Meyer is the more interesting arm here. Through two starts and 9.2 innings, he carries a 4.655 ERA but a much more encouraging 3.809 FIP. His strikeout rate of 25% and a 10.24 K/9 are legitimate. His swinging-strike rate of 14.1% and an out-of-zone contact rate of just 44.1% suggest hitters are genuinely uncomfortable against him.
The concern with Meyer is command. An 11.4% walk rate and a 1.345 WHIP mean he is putting runners on. But the underlying stuff gives Miami a real chance to keep this game close. Meyer has the edge in true talent; López has the edge in early results that may not hold.
Betting Lines
No bookmaker lines were available for this contest at time of publication.

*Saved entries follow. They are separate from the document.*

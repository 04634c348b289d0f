//! Manifest parser state machine.
//!
//! [`ParseRequest`] consumes start-element / end-element / text events for
//! one metalink document and accumulates the requested file's size, digest
//! and mirror URLs. It holds no parse tree: nested unknown elements are
//! skipped with a depth counter plus a saved return state (passthrough),
//! and the grammar is enforced purely by the current state.
//!
//! The event source is the streaming resolver, which drives a quick-xml
//! tokenizer over the manifest byte stream; the per-event interface is kept
//! scanner-agnostic so the machine can be exercised directly in tests.
//!
//! Once the document is exhausted, [`ParseRequest::finish`] runs the
//! preflight cross-field validation and produces the [`ResolvedTarget`].

use tracing::debug;

use crate::digest::{validate_hex_digest, DigestAlgorithm};
use crate::error::{ResolveError, ResolveResult};
use crate::mirrors::MirrorList;
use crate::target::ResolvedTarget;

/// Parser states, one per recognized element nesting level.
///
/// `Passthrough` is the skip mode for unrecognized subtrees; every other
/// state corresponds to being inside one recognized element.
#[derive(Debug, Clone, Copy, PartialEq, Eq)]
enum ParseState {
    Initial,
    Metalink,
    Files,
    File,
    Size,
    Verification,
    Hash,
    Resources,
    Url,
    Passthrough,
}

/// Accumulated parse state for one manifest resolution attempt.
///
/// Owned exclusively by the resolution attempt that created it and dropped
/// when the attempt completes or is cancelled.
#[derive(Debug)]
pub struct ParseRequest {
    requested_file: String,

    state: ParseState,
    /// Nested unknown elements currently being skipped. Nonzero only while
    /// `state == Passthrough`.
    passthrough_depth: u32,
    /// State to resume when passthrough unwinds to depth zero.
    passthrough_return: ParseState,

    found_any_file: bool,
    found_requested_file: bool,
    /// Set when the matching `<file>` subtree closes; remaining `<file>`
    /// elements are then skipped wholesale.
    requested_file_complete: bool,

    /// Declared payload size; 0 means "not yet seen".
    declared_size: u64,
    /// True once any `<hash>` with a recognized algorithm was seen.
    digest_kind_known: bool,
    /// Algorithm of the currently open `<hash>` element, if recognized.
    active_algorithm: Option<DigestAlgorithm>,
    /// Protocol of the currently open `<url>` element.
    active_url_protocol: Option<String>,

    /// Text fragments of the currently open size/hash/url element. Only one
    /// text-bearing element can be open at a time, so a single buffer
    /// suffices; committed when the element closes.
    text_buf: String,

    sha256: Option<String>,
    sha512: Option<String>,
    mirrors: MirrorList,
}

impl ParseRequest {
    /// Create parse state for resolving `requested_file`.
    pub fn new(requested_file: impl Into<String>) -> Self {
        Self {
            requested_file: requested_file.into(),
            state: ParseState::Initial,
            passthrough_depth: 0,
            passthrough_return: ParseState::Initial,
            found_any_file: false,
            found_requested_file: false,
            requested_file_complete: false,
            declared_size: 0,
            digest_kind_known: false,
            active_algorithm: None,
            active_url_protocol: None,
            text_buf: String::new(),
            sha256: None,
            sha512: None,
            mirrors: MirrorList::new(),
        }
    }

    fn transition(&mut self, next: ParseState) {
        // Self-transitions are a programming error in the dispatch below.
        debug_assert_ne!(self.state, next);
        self.state = next;
    }

    fn enter_passthrough(&mut self) {
        debug_assert_ne!(self.state, ParseState::Passthrough);
        debug_assert_eq!(self.passthrough_depth, 0);
        self.passthrough_return = self.state;
        self.transition(ParseState::Passthrough);
    }

    /// Dispatch a start-of-element event.
    pub fn start_element(
        &mut self,
        name: &str,
        attributes: &[(String, String)],
    ) -> ResolveResult<()> {
        match self.state {
            ParseState::Initial => {
                if name == "metalink" {
                    self.transition(ParseState::Metalink);
                } else {
                    // Unknown root is tolerated; preflight reports the
                    // missing file entry.
                    self.enter_passthrough();
                }
            }
            ParseState::Metalink => {
                if name == "files" {
                    self.transition(ParseState::Files);
                } else {
                    self.enter_passthrough();
                }
            }
            ParseState::Files => {
                if self.requested_file_complete {
                    // The requested file is fully resolved; ignore the rest.
                    self.enter_passthrough();
                } else if name == "file" {
                    let file_name = required_attribute(name, attributes, "name")?;
                    self.found_any_file = true;
                    if file_name == self.requested_file {
                        self.found_requested_file = true;
                        self.transition(ParseState::File);
                    } else {
                        debug!(file = %file_name, "skipping non-matching file entry");
                        self.enter_passthrough();
                    }
                } else {
                    self.enter_passthrough();
                }
            }
            ParseState::File => match name {
                "size" => {
                    self.text_buf.clear();
                    self.transition(ParseState::Size);
                }
                "verification" => self.transition(ParseState::Verification),
                "resources" => self.transition(ParseState::Resources),
                _ => self.enter_passthrough(),
            },
            ParseState::Size => self.enter_passthrough(),
            ParseState::Verification => {
                if name == "hash" {
                    let algorithm = required_attribute(name, attributes, "name")?;
                    self.active_algorithm = DigestAlgorithm::from_name(&algorithm);
                    if self.active_algorithm.is_some() {
                        self.digest_kind_known = true;
                    } else {
                        debug!(%algorithm, "ignoring hash with unrecognized algorithm");
                    }
                    self.text_buf.clear();
                    self.transition(ParseState::Hash);
                } else {
                    self.enter_passthrough();
                }
            }
            ParseState::Hash => self.enter_passthrough(),
            ParseState::Resources => {
                // By the time mirrors appear, size and digest kind must be
                // settled; later elements cannot repair a missing size.
                if self.declared_size == 0 {
                    return Err(ResolveError::ManifestInvalid(
                        "missing or zero size".to_string(),
                    ));
                }
                if !self.digest_kind_known {
                    return Err(ResolveError::ManifestInvalid(
                        "missing recognized digest".to_string(),
                    ));
                }
                if name == "url" {
                    let protocol = required_attribute(name, attributes, "protocol")?;
                    if protocol == "http" || protocol == "https" {
                        self.active_url_protocol = Some(protocol);
                        self.text_buf.clear();
                        self.transition(ParseState::Url);
                    } else {
                        debug!(%protocol, "skipping mirror with unsupported protocol");
                        self.enter_passthrough();
                    }
                } else {
                    self.enter_passthrough();
                }
            }
            ParseState::Url => self.enter_passthrough(),
            ParseState::Passthrough => self.passthrough_depth += 1,
        }
        Ok(())
    }

    /// Dispatch an end-of-element event, popping to the parent state.
    pub fn end_element(&mut self) {
        match self.state {
            ParseState::Passthrough => {
                if self.passthrough_depth > 0 {
                    self.passthrough_depth -= 1;
                } else {
                    self.state = self.passthrough_return;
                }
            }
            ParseState::Size => {
                // strtoull semantics: unparseable text counts as zero and
                // is rejected by the resources precondition.
                self.declared_size = self.text_buf.trim().parse().unwrap_or(0);
                self.text_buf.clear();
                self.transition(ParseState::File);
            }
            ParseState::Hash => {
                if let Some(algorithm) = self.active_algorithm.take() {
                    let value = std::mem::take(&mut self.text_buf);
                    let slot = match algorithm {
                        DigestAlgorithm::Sha256 => &mut self.sha256,
                        DigestAlgorithm::Sha512 => &mut self.sha512,
                    };
                    // First occurrence wins; later hashes for the same
                    // algorithm are ignored.
                    if slot.is_none() {
                        *slot = Some(value.trim().to_string());
                    }
                }
                self.text_buf.clear();
                self.transition(ParseState::Verification);
            }
            ParseState::Url => {
                let protocol = self.active_url_protocol.take().unwrap_or_default();
                let text = std::mem::take(&mut self.text_buf);
                self.mirrors.offer(&protocol, text.trim());
                self.transition(ParseState::Resources);
            }
            ParseState::Verification | ParseState::Resources => {
                self.transition(ParseState::File);
            }
            ParseState::File => {
                self.requested_file_complete = true;
                self.transition(ParseState::Files);
            }
            ParseState::Files => self.transition(ParseState::Metalink),
            ParseState::Metalink => self.transition(ParseState::Initial),
            // The scanner guarantees balanced elements; an end event in
            // Initial cannot occur.
            ParseState::Initial => {}
        }
    }

    /// Dispatch a text event. Fragments accumulate and are committed when
    /// the enclosing element closes.
    pub fn text(&mut self, text: &str) {
        match self.state {
            ParseState::Size | ParseState::Url => self.text_buf.push_str(text),
            ParseState::Hash if self.active_algorithm.is_some() => self.text_buf.push_str(text),
            _ => {}
        }
    }

    /// Preflight validation, run once at end-of-document.
    ///
    /// Cross-checks the accumulated fields in order, short-circuiting on
    /// the first failure, and constructs the [`ResolvedTarget`].
    pub fn finish(self) -> ResolveResult<ResolvedTarget> {
        if !self.found_any_file {
            return Err(ResolveError::ManifestInvalid(
                "no file entry found".to_string(),
            ));
        }
        if !self.found_requested_file {
            return Err(ResolveError::ManifestInvalid(format!(
                "requested file not present: {}",
                self.requested_file
            )));
        }
        if self.sha256.is_none() && self.sha512.is_none() {
            return Err(ResolveError::ManifestInvalid(
                "no digest found".to_string(),
            ));
        }
        if let Some(ref digest) = self.sha256 {
            if !validate_hex_digest(digest, DigestAlgorithm::Sha256.hex_len()) {
                return Err(ResolveError::ManifestInvalid(
                    "malformed sha256 digest".to_string(),
                ));
            }
        }
        if let Some(ref digest) = self.sha512 {
            if !validate_hex_digest(digest, DigestAlgorithm::Sha512.hex_len()) {
                return Err(ResolveError::ManifestInvalid(
                    "malformed sha512 digest".to_string(),
                ));
            }
        }
        if self.mirrors.is_empty() {
            return Err(ResolveError::ManifestInvalid(
                "no usable mirror URL found".to_string(),
            ));
        }

        debug!(
            file = %self.requested_file,
            size = self.declared_size,
            mirrors = self.mirrors.len(),
            "manifest resolved"
        );
        Ok(ResolvedTarget::new(
            self.mirrors.into_urls(),
            self.declared_size,
            self.sha256,
            self.sha512,
        ))
    }
}

fn required_attribute(
    element: &str,
    attributes: &[(String, String)],
    key: &str,
) -> ResolveResult<String> {
    attributes
        .iter()
        .find(|(k, _)| k == key)
        .map(|(_, v)| v.clone())
        .ok_or_else(|| {
            ResolveError::ManifestMalformed(format!(
                "element <{}> is missing required attribute '{}'",
                element, key
            ))
        })
}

The single most important factor in this game: whether Reynaldo López’s .161 BABIP collapses before Miami can do enough damage to matter.
Lineup Analysis
The payload does not include individual lineup or team batting statistics for either side, so a direct comparison of offensive firepower is not possible here. What the pitching data does suggest is that Atlanta’s lineup has been making contact at a high rate against López, which may simply reflect the quality of opponents faced rather than a deep, dangerous order.
What matters most from a lineup standpoint is how Miami’s hitters approach López. If they work counts and force him into the zone, his contact-heavy profile becomes a liability. Meyer, meanwhile, will need to limit free passes against a Braves lineup playing at home. Atlanta’s offense gets a real boost from Truist Park, and walks will come back to haunt him quickly in that environment.
Situational Context
No head-to-head season record or series game number data was available for this matchup. What is clear is that this is an early-April interleague divisional-adjacent contest, with both teams still establishing their identities through the first few weeks of the season. Games like this one carry more weight than their April billing suggests when you factor in run differential and early rotation evaluation.
Miami is on the road, which adds pressure to Meyer to keep the Braves off the board early. Road starts in Atlanta are rarely easy, and any command lapses will be punished quickly.
Standings Impact
Full standings data was not included in the available information, so specific games-back figures cannot be referenced. Both teams are early in their 2026 campaigns, and at this stage of the season, wins against division-adjacent competition carry real value for run differential and rotation confidence. A Marlins win would validate Meyer as a legitimate front-end option. A Braves win keeps López’s strong surface-level numbers intact, at least for another day.
The Call
Take Miami to keep this close, and lean toward an upset. López’s 5.279 FIP against Meyer’s 3.809 FIP is a significant gap that the raw ERA totals obscure entirely. The regression is coming for López; the only question is timing.
Meyer’s 14.1% swinging-strike rate is the stat to watch. If he limits walks and generates those swings early in counts, Miami’s lineup can stay in this game long enough for the bullpen to close it out. The Marlins plus the run line is the play. Back Meyer and the underlying numbers over a López ERA that has borrowed heavily from fortune.